It’s an awful day over here; we’ve had rain pounding against the windows and winds rattling the trees – it brought me back to this poem.
Thomas describes the fall of a marriage in three stanzas. It’s powerful, it’s chilling and it’s impressive. The tone delivered from the opening stanza immediately puts a dark cloud above your head and it reads ‘This won’t be pretty.’
Thomas says a lot about marriage and a lot about love; while you may have all the pieces to make it work, to live together, to grow old, things happen in life that puts it to a solid halt. There are wounds that never heal, especially when death isn’t caused by nature.
This has been my go-to poem for when a sombre mood strikes. The lingering rhyme scheme is unforgettable and the last stanza in particular is haunting and has stuck with me for a very long time.
— — —
The sky is torn across
This ragged anniversary of two
Who moved for three years in tune
Down the long walks of their vows.
Now their love lies a loss
And Love and his patients roar on a chain;
From every tune or crater
Carrying cloud, Death strikes their house.

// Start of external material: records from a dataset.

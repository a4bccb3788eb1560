//! Node types: NodeId, ElementData, state variants.

use std::collections::BTreeMap;

use slotmap::new_key_type;

use crate::dom::kind::ElementKind;
use crate::style::StyleProps;

new_key_type! {
    /// Unique identifier for an element in the arena. Copy, lightweight (u64).
    pub struct NodeId;
}

/// Style properties keyed by descendant identifier (`element_properties`).
pub type Overrides = BTreeMap<String, StyleProps>;

/// One side of a state variant: properties for the element itself and for
/// its descendants.
#[derive(Debug, Clone, Default, PartialEq)]
pub struct VariantProps {
    pub props: StyleProps,
    pub overrides: Overrides,
}

/// `active_properties` / `inactive_properties` of a stateful element.
#[derive(Debug, Clone, Default, PartialEq)]
pub struct StateVariants {
    pub active: VariantProps,
    pub inactive: VariantProps,
}

impl StateVariants {
    /// The variant in effect for the given state.
    pub fn select(&self, active: bool) -> &VariantProps {
        if active {
            &self.active
        } else {
            &self.inactive
        }
    }
}

/// Data associated with a single element.
#[derive(Debug, Clone, PartialEq)]
pub struct ElementData {
    /// Type tag and layout properties.
    pub kind: ElementKind,
    /// Identifier. Unique across the configuration unless `scoped`.
    pub id: Option<String>,
    /// The identifier names a generated part (`icon`, `name`, `title`) and
    /// is only meaningful to `element_properties` of its ancestors.
    pub scoped: bool,
    /// Declared style properties.
    pub props: StyleProps,
    /// `element_properties` declared on this element.
    pub overrides: Overrides,
    /// State variants, if the element is stateful.
    pub variants: Option<StateVariants>,
    /// Variant selected when the dashboard starts.
    pub initially_active: bool,
}

impl ElementData {
    /// Create element data with no identifier or properties.
    pub fn new(kind: ElementKind) -> Self {
        Self {
            kind,
            id: None,
            scoped: false,
            props: StyleProps::new(),
            overrides: Overrides::new(),
            variants: None,
            initially_active: false,
        }
    }

    /// Set a global identifier (builder).
    pub fn with_id(mut self, id: impl Into<String>) -> Self {
        self.id = Some(id.into());
        self.scoped = false;
        self
    }

    /// Set a part identifier scoped to the parent (builder).
    pub fn with_part(mut self, part: impl Into<String>) -> Self {
        self.id = Some(part.into());
        self.scoped = true;
        self
    }

    /// Set declared style properties (builder).
    pub fn with_props(mut self, props: StyleProps) -> Self {
        self.props = props;
        self
    }

    /// Add an `element_properties` entry (builder).
    pub fn with_override(mut self, key: impl Into<String>, props: StyleProps) -> Self {
        self.overrides.insert(key.into(), props);
        self
    }

    /// Set state variants (builder).
    pub fn with_variants(mut self, variants: StateVariants) -> Self {
        self.variants = Some(variants);
        self
    }

    /// Whether this element is addressable by global identifier.
    pub fn global_id(&self) -> Option<&str> {
        if self.scoped {
            None
        } else {
            self.id.as_deref()
        }
    }

    /// Whether this element carries state variants.
    pub fn is_stateful(&self) -> bool {
        self.variants.is_some()
    }
}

Too late in the wrong rain
They come together whom their love parted:
The windows pour into their heart
And the doors burn in their brain.
Right now, I’m sure you can pinpoint a moment in your childhood or teenage years you sincerely regret. That moment often follows us and while we forgive ourselves and label it as learning (the hard way), if we could turn back time, we probably wouldn’t have decided to read our love poem out to the entire class at the age of thirteen… perhaps that’s just me.
Armitage has condensed all of this into three small stanzas of memory. There’s a very natural rhythm to this, dotted with internal rhymes that give the poem a bounce like a brainwave jolt in remembering events. While the content isn’t exactly pretty, the vivid imagery allows us to fully experience this memory as if it were our own.
It’s a quirky love poem that epitomises the awkwardness of growing up as a teenage boy and how feelings are expressed and acted upon – anyone of that category will find some relation in this ode to clumsiness, we’ve all been there. Arguably, there’s an unsettling level of ambiguity we’re left with, but nonetheless a brilliant piece that will stick with you.
— — —
I am very bothered when I think
of the bad things I have done in my life.
Not least that time in the chemistry lab
when I held a pair of scissors by the blades
and played the handles
in the naked lilac flame of the Bunsen burner;
then called your name, and handed them over.O the unrivalled stench of branded skin
as you slipped your thumb and middle finger in,
then couldn’t shake off the two burning rings. Marked,
the doctor said, for eternity.
Don’t believe me, please, if I say
that was just my butterfingered way, at thirteen,
of asking you if you would marry me.